Там явно были разочарованы, что не обнаружили у меня страха и я не знаю, что было бы дальше, но тут в нашей зоне начался серьезный бунт. Подробностей его я не знаю, но несколько сот зэков, измученных образцовой зоной, забаррикадировались в двухэтажном каменном корпусе, кого-то из известных и многочисленных стукачей серьезно избили и ни на какие переговоры не шли. В зону были введены войска, корпус, где были восставшие взяли штурмом. Меня очень хотели привязать к бунту, но я уже три месяца был в полной изоляции и даже сочинить что-то было трудно. Но в общем-то начальству стало не до моей голодовки, а около сотых суток — после пяти этапов насильственного кормления и начала новой голодовки я не выдержал. Идя на на оправку в баке с мусором я увидел сильно уже обкусанную, облитую розовым борщом, выброшенную кем-то в помойку часть пайки. Вытащил ее из ведра и спрятал под куртку. Мне казалось, что никто меня не видел. Вернувшись, съел этот грязный, чем-то политый кусок буханки — в эти дни шло искусственное питание и никаких последствий от такого куска черного хлеба не было — желудок уже работал. Но на следующий день опять идя в туалет я увидел явно положенную для меня свежую буханку. Я решил, что мне ее оставил бригадир штрафного изолятора Вейцман, с которым мы внешне были в неплохих отношениях. Моральных проблем с кражей сперва объедка из мусорного бака, потом — буханки хлеба, у меня не было. Голодовку я объявлял, чтобы добиться своей цели, а не умирать и не видел нужды честно играть с жуликами и бандитами, ставя на кон свою жизнь — еще раз напомню, что людьми я их не считал. Но будучи в другом, менее ослабленном состоянии я бы никогда Вейцману не поверил.
Вейцман был здоровенным мужиком, юристом. Кажется, из Донецка, установившем сразу же хорошие отношения с начальником колонии, с которым они закончили один и тот же юридический институт — в Саратове, а потому поставленный на привилегированную, доверенную и очень сомнительную должность — распорядителя и бригадира внутренней тюрьмы в лагере. Он очень гордился тем, что был однофамильцем первого президента Израиля, а меня поразил вопросом, когда я ему рассказывал о своем деле и мельком заметил, что должен же кто-то говорить правду. Вейцман меня спросил: «А зачем?»
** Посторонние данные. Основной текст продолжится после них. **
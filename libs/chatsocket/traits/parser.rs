use crate::traits::error::{ChatSocketError, Result};
use serde::{Deserialize, Serialize};
use std::borrow::Cow;
use std::fmt;

/// Close code (and server error code) for a normal, expected closure
pub const NORMAL_CLOSURE_CODE: i64 = 1000;

/// Server error code reported when the auth token has expired
pub const TOKEN_EXPIRED_CODE: i64 = 40;

/// Type alias for WebSocket messages
/// Can be Text or Binary data
#[derive(Debug, Clone, PartialEq, Eq)]
pub enum WsMessage {
    Text(String),
    Binary(Vec<u8>),
}

impl WsMessage {
    /// Get the message as text, if it is text
    pub fn as_text(&self) -> Option<&str> {
        match self {
            WsMessage::Text(s) => Some(s),
            WsMessage::Binary(_) => None,
        }
    }

    /// Get the message as binary, if it is binary
    pub fn as_binary(&self) -> Option<&[u8]> {
        match self {
            WsMessage::Text(_) => None,
            WsMessage::Binary(b) => Some(b),
        }
    }

    /// Text payload of the frame; binary frames must be valid UTF-8
    pub fn text_payload(&self) -> Result<Cow<'_, str>> {
        match self {
            WsMessage::Text(s) => Ok(Cow::Borrowed(s.as_str())),
            WsMessage::Binary(b) => std::str::from_utf8(b)
                .map(Cow::Borrowed)
                .map_err(|e| ChatSocketError::Decode(format!("binary frame is not UTF-8: {}", e))),
        }
    }
}

/// Structured error pushed by the server before it closes the socket
#[derive(Debug, Clone, PartialEq, Eq, Serialize, Deserialize)]
pub struct ServerError {
    pub code: i64,
    #[serde(default)]
    pub message: String,
    #[serde(rename = "StatusCode", default)]
    pub status_code: i64,
}

impl ServerError {
    pub fn is_normal_closure(&self) -> bool {
        self.code == NORMAL_CLOSURE_CODE
    }

    pub fn is_token_expired(&self) -> bool {
        self.code == TOKEN_EXPIRED_CODE
    }
}

impl fmt::Display for ServerError {
    fn fmt(&self, f: &mut fmt::Formatter<'_>) -> fmt::Result {
        write!(
            f,
            "server error {} (status {}): {}",
            self.code, self.status_code, self.message
        )
    }
}

impl std::error::Error for ServerError {}

/// Envelope of a server error frame: `{"error": {...}}`
#[derive(Debug, Deserialize)]
pub struct ServerErrorFrame {
    pub error: ServerError,
}

impl ServerErrorFrame {
    /// Try to read a server error out of a raw text frame
    pub fn parse(text: &str) -> Option<ServerError> {
        serde_json::from_str::<ServerErrorFrame>(text)
            .ok()
            .map(|frame| frame.error)
    }
}

/// Outcome of decoding one inbound frame
#[derive(Debug, Clone)]
pub enum DecodedFrame<E, U> {
    /// Health check; the first one after a handshake establishes the session
    HealthCheck {
        connection_id: String,
        user: Option<U>,
        event: E,
    },
    /// Ordinary domain event
    Event(E),
    /// Structured server error
    ServerError(ServerError),
    /// Application-level pong
    Pong,
}

/// Trait for turning raw frames into typed frames
///
/// Implementations decide the wire format. The transport client only needs
/// to know which frames are health checks, errors and pongs; everything
/// else is forwarded to observers untouched.
///
/// Decoding runs on the client's serial task, so keep it fast.
pub trait FrameDecoder: Send + Sync + 'static {
    /// Domain event type produced by the decoder
    type Event: Send + Clone + fmt::Debug + 'static;

    /// Current-user payload carried by health checks
    type User: Send + Sync + Clone + fmt::Debug + 'static;

    /// Decode a single frame
    ///
    /// # Returns
    /// * `Ok(frame)` - Frame decoded
    /// * `Err(ChatSocketError::Decode)` - Malformed frame; the client drops it
    fn decode(&self, message: &WsMessage) -> Result<DecodedFrame<Self::Event, Self::User>>;
}
use std::sync::atomic::{AtomicU64, Ordering};

/// Client metrics snapshot
#[derive(Debug, Clone, Copy, Default, PartialEq, Eq)]
pub struct Metrics {
    pub frames_sent: u64,
    pub frames_received: u64,
    pub reconnect_count: u64,
}

/// Lock-free counters updated by the client task
#[derive(Debug, Default)]
pub struct AtomicMetrics {
    frames_sent: AtomicU64,
    frames_received: AtomicU64,
    reconnect_count: AtomicU64,
}

impl AtomicMetrics {
    pub fn new() -> Self {
        Self::default()
    }

    #[inline]
    pub fn increment_sent(&self) {
        self.frames_sent.fetch_add(1, Ordering::Relaxed);
    }

    #[inline]
    pub fn increment_received(&self) {
        self.frames_received.fetch_add(1, Ordering::Relaxed);
    }

    #[inline]
    pub fn increment_reconnects(&self) {
        self.reconnect_count.fetch_add(1, Ordering::Relaxed);
    }

    pub fn snapshot(&self) -> Metrics {
        Metrics {
            frames_sent: self.frames_sent.load(Ordering::Relaxed),
            frames_received: self.frames_received.load(Ordering::Relaxed),
            reconnect_count: self.reconnect_count.load(Ordering::Relaxed),
        }
    }
}
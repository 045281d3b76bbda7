use async_trait::async_trait;
use std::collections::HashMap;

/// HTTP headers to send with the WebSocket handshake
pub type Headers = HashMap<String, String>;

/// Trait for providing handshake headers dynamically
///
/// Called on every connection attempt, including reconnections, so
/// implementations can hand out a freshly refreshed auth token.
///
/// # Example
/// ```ignore
/// struct TokenHeaders {
///     tokens: Arc<RwLock<String>>,
/// }
///
/// #[async_trait::async_trait]
/// impl HeaderProvider for TokenHeaders {
///     async fn get_headers(&self) -> Headers {
///         let mut headers = HashMap::new();
///         headers.insert("Authorization".to_string(), self.tokens.read().clone());
///         headers
///     }
/// }
/// ```
#[async_trait]
pub trait HeaderProvider: Send + Sync {
    /// Generate headers for the next handshake
    async fn get_headers(&self) -> Headers;
}

/// A header provider that doesn't add any headers
pub struct NoHeaders;

#[async_trait]
impl HeaderProvider for NoHeaders {
    async fn get_headers(&self) -> Headers {
        HashMap::new()
    }
}

/// A header provider with a fixed header set
#[derive(Debug, Clone, Default)]
pub struct StaticHeaders {
    headers: Headers,
}

impl StaticHeaders {
    pub fn new() -> Self {
        Self::default()
    }

    pub fn with(mut self, name: impl Into<String>, value: impl Into<String>) -> Self {
        self.headers.insert(name.into(), value.into());
        self
    }
}

#[async_trait]
impl HeaderProvider for StaticHeaders {
    async fn get_headers(&self) -> Headers {
        self.headers.clone()
    }
}
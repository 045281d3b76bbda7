use thiserror::Error;

/// Main error type for chatsocket
#[derive(Error, Debug)]
pub enum ChatSocketError {
    /// WebSocket transport error
    #[error("WebSocket error: {0}")]
    WebSocket(String),

    /// Connection closed unexpectedly
    #[error("Connection closed: {0}")]
    ConnectionClosed(String),

    /// A frame could not be decoded
    #[error("Decode error: {0}")]
    Decode(String),

    /// Channel send error
    #[error("Channel send error: {0}")]
    ChannelSend(String),

    /// Configuration error
    #[error("Configuration error: {0}")]
    Configuration(String),

    /// Operation requires a connected session
    #[error("Not connected: {0}")]
    NotConnected(String),
}

impl From<serde_json::Error> for ChatSocketError {
    fn from(err: serde_json::Error) -> Self {
        ChatSocketError::Decode(err.to_string())
    }
}

/// Result type for chatsocket operations
pub type Result<T> = std::result::Result<T, ChatSocketError>;
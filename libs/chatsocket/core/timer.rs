//! Cancelable delayed delivery onto the client's serial queue
//!
//! Timers never run client logic themselves. When they fire they post a
//! command into the same queue that carries socket callbacks, so a timer
//! can never race a connect/disconnect transition.

use std::time::Duration;
use tokio::sync::mpsc::UnboundedSender;
use tokio::task::JoinHandle;

/// A one-shot message delivery scheduled after a delay
///
/// Dropping the task cancels it.
#[derive(Debug)]
pub struct ScheduledTask {
    handle: JoinHandle<()>,
}

impl ScheduledTask {
    /// Deliver `message` into `tx` after `delay`
    pub fn after<T: Send + 'static>(delay: Duration, tx: UnboundedSender<T>, message: T) -> Self {
        let handle = tokio::spawn(async move {
            tokio::time::sleep(delay).await;
            let _ = tx.send(message);
        });
        Self { handle }
    }

    /// Cancel the delivery if it has not happened yet
    pub fn cancel(self) {
        // Drop aborts
    }

    pub fn is_finished(&self) -> bool {
        self.handle.is_finished()
    }
}

impl Drop for ScheduledTask {
    fn drop(&mut self) {
        self.handle.abort();
    }
}

#[cfg(test)]
mod tests {
    use super::*;
    use tokio::sync::mpsc;

    #[tokio::test(start_paused = true)]
    async fn test_fires_after_delay() {
        let (tx, mut rx) = mpsc::unbounded_channel();
        let _task = ScheduledTask::after(Duration::from_secs(5), tx, 7u32);

        tokio::time::sleep(Duration::from_secs(4)).await;
        assert!(rx.try_recv().is_err());

        tokio::time::sleep(Duration::from_secs(2)).await;
        assert_eq!(rx.try_recv().unwrap(), 7);
    }

    #[tokio::test(start_paused = true)]
    async fn test_cancel_prevents_delivery() {
        let (tx, mut rx) = mpsc::unbounded_channel();
        let task = ScheduledTask::after(Duration::from_secs(5), tx, 7u32);
        task.cancel();

        tokio::time::sleep(Duration::from_secs(10)).await;
        assert!(rx.try_recv().is_err());
    }
}
//! Reconnection bookkeeping and disconnect classification

use crate::core::connection_state::DisconnectReason;
use crate::traits::{ReconnectionStrategy, ServerError, NORMAL_CLOSURE_CODE};
use std::time::Duration;

/// Consecutive failure counter owned by the transport client
#[derive(Debug, Default)]
pub struct ReconnectionContext {
    consecutive_failures: usize,
}

impl ReconnectionContext {
    pub fn new() -> Self {
        Self::default()
    }

    pub fn consecutive_failures(&self) -> usize {
        self.consecutive_failures
    }

    /// Ask the strategy for the next delay; every call counts as a failure
    pub fn next_delay(&mut self, strategy: &dyn ReconnectionStrategy) -> Option<Duration> {
        let delay = strategy.next_delay(self.consecutive_failures);
        self.consecutive_failures = self.consecutive_failures.saturating_add(1);
        delay
    }

    pub fn reset(&mut self) {
        self.consecutive_failures = 0;
    }
}

/// What to do after the socket went away
#[derive(Debug, Clone, PartialEq, Eq)]
pub enum DisconnectDisposition {
    /// Terminal; never schedule a reconnect
    Stop(Option<DisconnectReason>),
    /// Retry according to the reconnection strategy
    Retry,
}

/// Classify a disconnect from its close code and the last cached server error
pub fn classify_disconnect(
    close_code: Option<u16>,
    last_error: Option<&ServerError>,
) -> DisconnectDisposition {
    if let Some(error) = last_error {
        if error.is_token_expired() {
            return DisconnectDisposition::Stop(Some(DisconnectReason::TokenExpired(error.clone())));
        }
        if error.is_normal_closure() {
            return DisconnectDisposition::Stop(Some(DisconnectReason::ServerError(error.clone())));
        }
    }

    if close_code.map(i64::from) == Some(NORMAL_CLOSURE_CODE) {
        return DisconnectDisposition::Stop(
            last_error.cloned().map(DisconnectReason::ServerError),
        );
    }

    DisconnectDisposition::Retry
}
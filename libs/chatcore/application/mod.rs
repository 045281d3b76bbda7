//! Application Layer
//!
//! Use cases built on the domain and infrastructure layers.

pub mod chat_client;
pub mod message_list;

pub use chat_client::ChatClient;
pub use message_list::{MessageListController, PaginationError};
Эту подложенную мне буханку у меня тут же в камере обнаружили, я, пытаясь оправдаться, сразу же написал заявление о прекращении голодовки, мне принесли постановление о строгом режиме — чтобы не выпускать в зону и продолжать держать в карцере, теперь я уже ел все, что положено. Ненадолго ко мне даже подселили довольно странного соседа, но очень скоро все это кончилось — в зоне начались выездные суды над участниками восстания, к ним прибавили и суд надо мной за нарушение режима содержания. Голодовка тогда еще не считалась нарушением, но мне насчитали три или четыре других существенных проступка. В результате меня перевели на тюремный режим, что предусматривалось Исправительно-трудовым кодексом. Впрочем, руководство колонии не зря волновалось. Начальник нашей «образцовой зоны» был переведен в другую с понижением в должности, а «кум» (зам начальника по режиму) отправлен в отставку. Видимо, по совокупности — и за восстание и за убийство пастуха.
III глава
Чистопольская тюрьма и третья голодовка
Меня, правда, слегка подкормили перед этапом на обычном режиме в Ярославской тюрьме и, вероятно поэтому, после все же очень тяжелой голодовки я без особых проблем переносил сухой паек этапа — селедку или кильки в сочетании с липким, как всегда в советских тюрьмах, хлебом.
В Чистопольской тюрьме, где, как положено, месяца два меня продержали на карантине, стало и вовсе полегче. Кормили там для советских тюрем очень прилично, да и вообще сама тюрьма была из относительно легких. В то время я еще не понимал, что формально с одним и тем же режимом и зоны и тюрьмы могут катастрофически отличаться друг от друга. Когда меня через год перевели в Верхнеуральскую тюрьму, я хорошо понял, как манипулирует Управление исправительных учреждений, казалось бы совсем одинаковыми местами заключения.